SUPPLIED INFORMATION section start

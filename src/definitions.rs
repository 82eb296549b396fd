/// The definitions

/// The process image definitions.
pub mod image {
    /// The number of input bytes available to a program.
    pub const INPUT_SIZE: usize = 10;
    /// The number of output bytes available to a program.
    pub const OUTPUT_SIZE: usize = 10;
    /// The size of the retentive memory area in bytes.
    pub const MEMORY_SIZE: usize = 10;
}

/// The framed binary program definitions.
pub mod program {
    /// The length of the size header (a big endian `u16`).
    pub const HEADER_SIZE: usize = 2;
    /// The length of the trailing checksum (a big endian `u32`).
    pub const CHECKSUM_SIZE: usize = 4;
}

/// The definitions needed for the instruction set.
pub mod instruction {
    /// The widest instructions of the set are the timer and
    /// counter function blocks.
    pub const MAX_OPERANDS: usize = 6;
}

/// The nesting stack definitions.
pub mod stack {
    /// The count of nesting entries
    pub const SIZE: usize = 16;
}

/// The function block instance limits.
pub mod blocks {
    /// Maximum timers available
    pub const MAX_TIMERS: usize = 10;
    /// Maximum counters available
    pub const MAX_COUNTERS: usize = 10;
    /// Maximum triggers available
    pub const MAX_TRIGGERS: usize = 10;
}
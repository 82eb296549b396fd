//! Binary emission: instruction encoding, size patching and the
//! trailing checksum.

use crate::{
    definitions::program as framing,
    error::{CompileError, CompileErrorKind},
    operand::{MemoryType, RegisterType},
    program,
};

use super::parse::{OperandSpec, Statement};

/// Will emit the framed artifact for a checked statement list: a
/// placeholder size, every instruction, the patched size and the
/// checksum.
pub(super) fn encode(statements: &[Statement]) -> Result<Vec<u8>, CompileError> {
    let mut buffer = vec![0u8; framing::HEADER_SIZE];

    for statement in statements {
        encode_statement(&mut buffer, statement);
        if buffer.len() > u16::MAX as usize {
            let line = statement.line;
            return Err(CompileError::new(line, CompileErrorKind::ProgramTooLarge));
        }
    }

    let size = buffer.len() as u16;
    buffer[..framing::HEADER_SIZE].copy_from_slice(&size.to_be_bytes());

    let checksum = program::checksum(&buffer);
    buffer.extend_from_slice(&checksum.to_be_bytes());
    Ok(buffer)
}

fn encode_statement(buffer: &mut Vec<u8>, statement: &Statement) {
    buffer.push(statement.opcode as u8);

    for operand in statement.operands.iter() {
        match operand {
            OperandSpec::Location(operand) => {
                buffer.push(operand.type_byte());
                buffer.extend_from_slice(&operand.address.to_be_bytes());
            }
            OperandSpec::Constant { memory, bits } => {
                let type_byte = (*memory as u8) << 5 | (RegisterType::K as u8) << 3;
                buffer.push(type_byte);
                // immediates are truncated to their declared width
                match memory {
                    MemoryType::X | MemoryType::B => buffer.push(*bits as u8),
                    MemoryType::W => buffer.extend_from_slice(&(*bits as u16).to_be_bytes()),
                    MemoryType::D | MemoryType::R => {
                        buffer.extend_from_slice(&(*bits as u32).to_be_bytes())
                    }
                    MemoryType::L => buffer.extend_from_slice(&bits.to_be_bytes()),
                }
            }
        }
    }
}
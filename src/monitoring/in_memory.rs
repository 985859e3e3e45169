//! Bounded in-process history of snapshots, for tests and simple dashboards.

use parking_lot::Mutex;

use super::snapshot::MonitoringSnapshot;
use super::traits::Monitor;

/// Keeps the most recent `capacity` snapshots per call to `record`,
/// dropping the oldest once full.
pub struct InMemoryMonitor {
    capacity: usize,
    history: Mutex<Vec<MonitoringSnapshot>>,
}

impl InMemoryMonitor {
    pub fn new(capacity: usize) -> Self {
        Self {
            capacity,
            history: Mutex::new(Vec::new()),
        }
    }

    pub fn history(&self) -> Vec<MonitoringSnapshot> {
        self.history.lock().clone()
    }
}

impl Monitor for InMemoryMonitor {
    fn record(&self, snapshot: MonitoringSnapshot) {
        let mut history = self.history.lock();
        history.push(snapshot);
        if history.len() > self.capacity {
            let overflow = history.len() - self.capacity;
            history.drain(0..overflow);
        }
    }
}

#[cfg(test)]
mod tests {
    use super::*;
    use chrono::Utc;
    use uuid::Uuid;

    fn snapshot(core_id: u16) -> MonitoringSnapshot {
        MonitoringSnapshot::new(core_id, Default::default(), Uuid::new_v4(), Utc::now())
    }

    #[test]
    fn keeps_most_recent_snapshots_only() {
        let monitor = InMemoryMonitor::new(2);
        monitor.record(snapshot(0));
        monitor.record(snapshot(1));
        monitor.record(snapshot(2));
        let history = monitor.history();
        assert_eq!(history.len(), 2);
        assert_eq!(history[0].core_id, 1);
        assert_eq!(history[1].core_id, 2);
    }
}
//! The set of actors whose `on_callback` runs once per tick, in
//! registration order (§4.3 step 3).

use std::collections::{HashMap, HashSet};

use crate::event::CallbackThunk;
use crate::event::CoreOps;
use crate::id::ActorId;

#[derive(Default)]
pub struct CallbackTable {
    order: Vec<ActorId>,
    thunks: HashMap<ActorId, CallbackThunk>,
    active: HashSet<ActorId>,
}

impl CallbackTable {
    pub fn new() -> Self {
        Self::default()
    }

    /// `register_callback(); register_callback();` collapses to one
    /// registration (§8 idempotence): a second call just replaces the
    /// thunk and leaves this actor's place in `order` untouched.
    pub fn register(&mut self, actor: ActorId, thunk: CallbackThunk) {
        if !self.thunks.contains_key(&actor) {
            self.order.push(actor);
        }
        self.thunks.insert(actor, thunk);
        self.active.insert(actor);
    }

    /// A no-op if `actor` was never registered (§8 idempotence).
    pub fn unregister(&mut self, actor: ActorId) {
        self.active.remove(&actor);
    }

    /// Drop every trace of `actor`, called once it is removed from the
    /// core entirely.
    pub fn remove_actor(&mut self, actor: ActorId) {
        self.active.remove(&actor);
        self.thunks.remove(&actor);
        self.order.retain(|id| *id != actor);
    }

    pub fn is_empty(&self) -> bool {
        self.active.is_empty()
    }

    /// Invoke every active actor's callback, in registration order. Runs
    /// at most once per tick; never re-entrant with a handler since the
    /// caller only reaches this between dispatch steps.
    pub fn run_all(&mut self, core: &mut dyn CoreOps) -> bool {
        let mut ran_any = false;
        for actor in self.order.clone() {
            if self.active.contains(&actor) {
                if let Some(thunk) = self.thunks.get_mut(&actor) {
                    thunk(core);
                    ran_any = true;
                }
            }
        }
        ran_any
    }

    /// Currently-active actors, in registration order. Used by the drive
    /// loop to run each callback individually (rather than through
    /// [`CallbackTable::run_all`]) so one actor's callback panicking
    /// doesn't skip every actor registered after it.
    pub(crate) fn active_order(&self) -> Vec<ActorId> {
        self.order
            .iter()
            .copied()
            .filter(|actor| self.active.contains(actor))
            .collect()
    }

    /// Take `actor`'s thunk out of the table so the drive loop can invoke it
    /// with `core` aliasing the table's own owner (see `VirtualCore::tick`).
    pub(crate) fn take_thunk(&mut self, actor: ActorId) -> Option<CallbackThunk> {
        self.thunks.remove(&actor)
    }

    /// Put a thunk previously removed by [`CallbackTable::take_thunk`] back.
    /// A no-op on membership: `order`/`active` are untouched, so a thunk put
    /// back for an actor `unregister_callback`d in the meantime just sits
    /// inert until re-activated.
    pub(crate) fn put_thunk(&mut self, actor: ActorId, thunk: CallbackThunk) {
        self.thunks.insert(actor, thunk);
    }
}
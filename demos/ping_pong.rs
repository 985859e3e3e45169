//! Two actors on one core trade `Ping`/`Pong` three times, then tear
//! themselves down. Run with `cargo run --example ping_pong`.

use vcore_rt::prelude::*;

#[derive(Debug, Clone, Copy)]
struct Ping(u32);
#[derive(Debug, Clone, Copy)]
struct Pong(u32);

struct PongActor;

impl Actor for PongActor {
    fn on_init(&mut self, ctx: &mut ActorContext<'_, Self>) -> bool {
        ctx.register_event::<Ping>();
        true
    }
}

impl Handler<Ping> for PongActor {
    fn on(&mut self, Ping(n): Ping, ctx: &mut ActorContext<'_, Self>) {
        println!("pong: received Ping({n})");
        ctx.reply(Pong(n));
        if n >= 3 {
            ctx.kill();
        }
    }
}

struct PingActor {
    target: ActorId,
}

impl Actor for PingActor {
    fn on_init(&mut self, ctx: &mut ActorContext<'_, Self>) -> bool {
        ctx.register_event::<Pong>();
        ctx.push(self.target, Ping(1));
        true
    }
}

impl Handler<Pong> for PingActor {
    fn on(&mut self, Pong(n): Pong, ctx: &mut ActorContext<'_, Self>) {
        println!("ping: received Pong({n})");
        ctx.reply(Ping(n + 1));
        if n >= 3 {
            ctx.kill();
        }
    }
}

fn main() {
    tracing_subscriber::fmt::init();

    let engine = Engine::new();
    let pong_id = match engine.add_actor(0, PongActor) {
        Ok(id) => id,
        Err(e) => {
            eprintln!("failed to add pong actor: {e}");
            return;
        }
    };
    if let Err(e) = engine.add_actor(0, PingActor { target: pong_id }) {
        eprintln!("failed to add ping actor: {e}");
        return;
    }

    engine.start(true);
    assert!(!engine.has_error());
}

SUPPLIED INFORMATION section end

* WORK INSTRUCTIONS *
Beginning at the line above that contains "Self::default()", return each line exactly through the line that contains "thunk(core);", and no others.

* REPLY TO THE EXERCISE *
        Self::default()
    }

    /// `register_callback(); register_callback();` collapses to one
    /// registration (§8 idempotence): a second call just replaces the
    /// thunk and leaves this actor's place in `order` untouched.
    pub fn register(&mut self, actor: ActorId, thunk: CallbackThunk) {
        if !self.thunks.contains_key(&actor) {
            self.order.push(actor);
        }
        self.thunks.insert(actor, thunk);
        self.active.insert(actor);
    }

    /// A no-op if `actor` was never registered (§8 idempotence).
    pub fn unregister(&mut self, actor: ActorId) {
        self.active.remove(&actor);
    }

    /// Drop every trace of `actor`, called once it is removed from the
    /// core entirely.
    pub fn remove_actor(&mut self, actor: ActorId) {
        self.active.remove(&actor);
        self.thunks.remove(&actor);
        self.order.retain(|id| *id != actor);
    }

    pub fn is_empty(&self) -> bool {
        self.active.is_empty()
    }

    /// Invoke every active actor's callback, in registration order. Runs
    /// at most once per tick; never re-entrant with a handler since the
    /// caller only reaches this between dispatch steps.
    pub fn run_all(&mut self, core: &mut dyn CoreOps) -> bool {
        let mut ran_any = false;
        for actor in self.order.clone() {
            if self.active.contains(&actor) {
                if let Some(thunk) = self.thunks.get_mut(&actor) {
                    thunk(core);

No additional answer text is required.